▶ Dataset records:
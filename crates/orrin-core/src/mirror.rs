use chrono::Utc;
use orrin_models::MediaCategory;
use serde_json::{json, Value};
use tracing::{debug, info};

use crate::resource::{ResourceError, ResourceService};
use crate::stats::WatchStats;
use crate::store::ListStore;

const LISTS_RESOURCE: &str = "lists";
const STATS_RESOURCE: &str = "profileStats";

/// Pushes local list state to a [`ResourceService`].
///
/// Local state is authoritative: the caller mutates and saves the store
/// first, then publishes. A failed publish leaves the store as it is.
pub struct ListMirror<S: ResourceService> {
    service: S,
    user_id: String,
}

impl<S: ResourceService> ListMirror<S> {
    pub fn new(service: S, user_id: impl Into<String>) -> Self {
        Self {
            service,
            user_id: user_id.into(),
        }
    }

    pub fn service(&self) -> &S {
        &self.service
    }

    /// Record id of a category document, e.g. `"1-films"`
    pub fn document_id(&self, category: MediaCategory) -> String {
        format!("{}-{}", self.user_id, category.key())
    }

    fn category_document(&self, store: &ListStore, category: MediaCategory) -> Value {
        json!({
            "id": self.document_id(category),
            "userId": self.user_id,
            "category": category,
            "statuses": store.status_buckets(category),
            "customLists": store.custom_lists(category),
            "updatedAt": Utc::now().to_rfc3339(),
        })
    }

    /// PATCH the record, creating it when the backend does not have it yet
    async fn upsert(&self, resource: &str, id: &str, patch: Value, create: Value) -> Result<Value, ResourceError> {
        match self.service.update(resource, id, patch).await {
            Err(ResourceError::NotFound { .. }) => {
                debug!("{}/{} missing, creating it", resource, id);
                self.service.create(resource, create).await
            }
            other => other,
        }
    }

    /// Write one category's buckets and custom lists as a single document
    pub async fn publish_category(&self, store: &ListStore, category: MediaCategory) -> Result<(), ResourceError> {
        let id = self.document_id(category);
        let document = self.category_document(store, category);
        self.upsert(LISTS_RESOURCE, &id, document.clone(), document).await?;
        info!("Mirrored {} lists to {}/{}", category, LISTS_RESOURCE, id);
        Ok(())
    }

    pub async fn publish_stats(&self, stats: &WatchStats) -> Result<(), ResourceError> {
        let mut stats_body = serde_json::to_value(stats)
            .map_err(|e| ResourceError::InvalidBody(e.to_string()))?;
        if let Value::Object(fields) = &mut stats_body {
            fields.insert("tvTime".to_string(), Value::String(stats.tv_time()));
            fields.insert("lastActive".to_string(), Value::String(Utc::now().to_rfc3339()));
        }

        let patch = json!({ "stats": stats_body });
        let create = json!({
            "id": self.user_id,
            "social": { "followers": 0, "following": 0, "comments": 0 },
            "stats": stats_body,
        });
        self.upsert(STATS_RESOURCE, &self.user_id, patch, create).await?;
        info!("Mirrored watch stats to {}/{}", STATS_RESOURCE, self.user_id);
        Ok(())
    }
}

#[cfg(test)]
mod tests {
    use super::*;
    use crate::resource::MemoryResourceService;
    use async_trait::async_trait;
    use orrin_models::{MediaItem, MediaType, StatusLabel};

    fn store_with_items() -> ListStore {
        let mut store = ListStore::new();
        store
            .move_to_status(MediaCategory::Films, StatusLabel::Watched, MediaItem::new("m1", "Heat", MediaType::Film))
            .unwrap();
        store.create_custom_list(MediaCategory::Films, "Noir").unwrap();
        store
    }

    #[tokio::test]
    async fn test_publish_category_creates_then_updates() {
        let mirror = ListMirror::new(MemoryResourceService::new(), "7");
        let mut store = store_with_items();

        mirror.publish_category(&store, MediaCategory::Films).await.unwrap();
        assert_eq!(mirror.service().len("lists"), 1);

        store
            .add_to_custom_list(MediaCategory::Films, "Noir", MediaItem::new("m2", "Laura", MediaType::Film))
            .unwrap();
        mirror.publish_category(&store, MediaCategory::Films).await.unwrap();
        assert_eq!(mirror.service().len("lists"), 1);

        let doc = mirror.service().get("lists", "7-films").await.unwrap();
        assert_eq!(doc["userId"], "7");
        assert_eq!(doc["category"], "films");
        assert_eq!(doc["statuses"][2]["label"], "Watched");
        assert_eq!(doc["statuses"][2]["count"], 1);
        assert_eq!(doc["customLists"][0]["name"], "Noir");
        assert_eq!(doc["customLists"][0]["count"], 1);
    }

    #[tokio::test]
    async fn test_publish_stats_creates_profile_with_social_defaults() {
        let mirror = ListMirror::new(MemoryResourceService::new(), "7");
        let stats = WatchStats::from_store(&store_with_items());

        mirror.publish_stats(&stats).await.unwrap();
        let profile = mirror.service().get("profileStats", "7").await.unwrap();
        assert_eq!(profile["social"]["followers"], 0);
        assert_eq!(profile["stats"]["films"], 1);
        assert_eq!(profile["stats"]["tvTime"], "0h 0m");

        // A second publish patches stats and leaves social alone
        mirror
            .service()
            .update("profileStats", "7", json!({"social": {"followers": 4}}))
            .await
            .unwrap();
        mirror.publish_stats(&WatchStats::default()).await.unwrap();
        let profile = mirror.service().get("profileStats", "7").await.unwrap();
        assert_eq!(profile["social"]["followers"], 4);
        assert_eq!(profile["stats"]["films"], 0);
    }

    struct UnavailableService;

    #[async_trait]
    impl ResourceService for UnavailableService {
        async fn get(&self, _resource: &str, _id: &str) -> Result<Value, ResourceError> {
            Err(ResourceError::Status { status: 503, body: String::new() })
        }
        async fn list(&self, _resource: &str, _query: &[(&str, &str)]) -> Result<Vec<Value>, ResourceError> {
            Err(ResourceError::Status { status: 503, body: String::new() })
        }
        async fn create(&self, _resource: &str, _body: Value) -> Result<Value, ResourceError> {
            Err(ResourceError::Status { status: 503, body: String::new() })
        }
        async fn update(&self, _resource: &str, _id: &str, _patch: Value) -> Result<Value, ResourceError> {
            Err(ResourceError::Status { status: 503, body: String::new() })
        }
        async fn delete(&self, _resource: &str, _id: &str) -> Result<(), ResourceError> {
            Err(ResourceError::Status { status: 503, body: String::new() })
        }
    }

    #[tokio::test]
    async fn test_failed_publish_leaves_store_untouched() {
        let mirror = ListMirror::new(UnavailableService, "7");
        let store = store_with_items();
        let before = store.clone();

        let err = mirror.publish_category(&store, MediaCategory::Films).await.unwrap_err();
        assert!(matches!(err, ResourceError::Status { status: 503, .. }));
        assert_eq!(store, before);
    }
}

▶ About this task: Give only the number of lines in the records that include the word "upsert".

▶ Result of this exercise: 3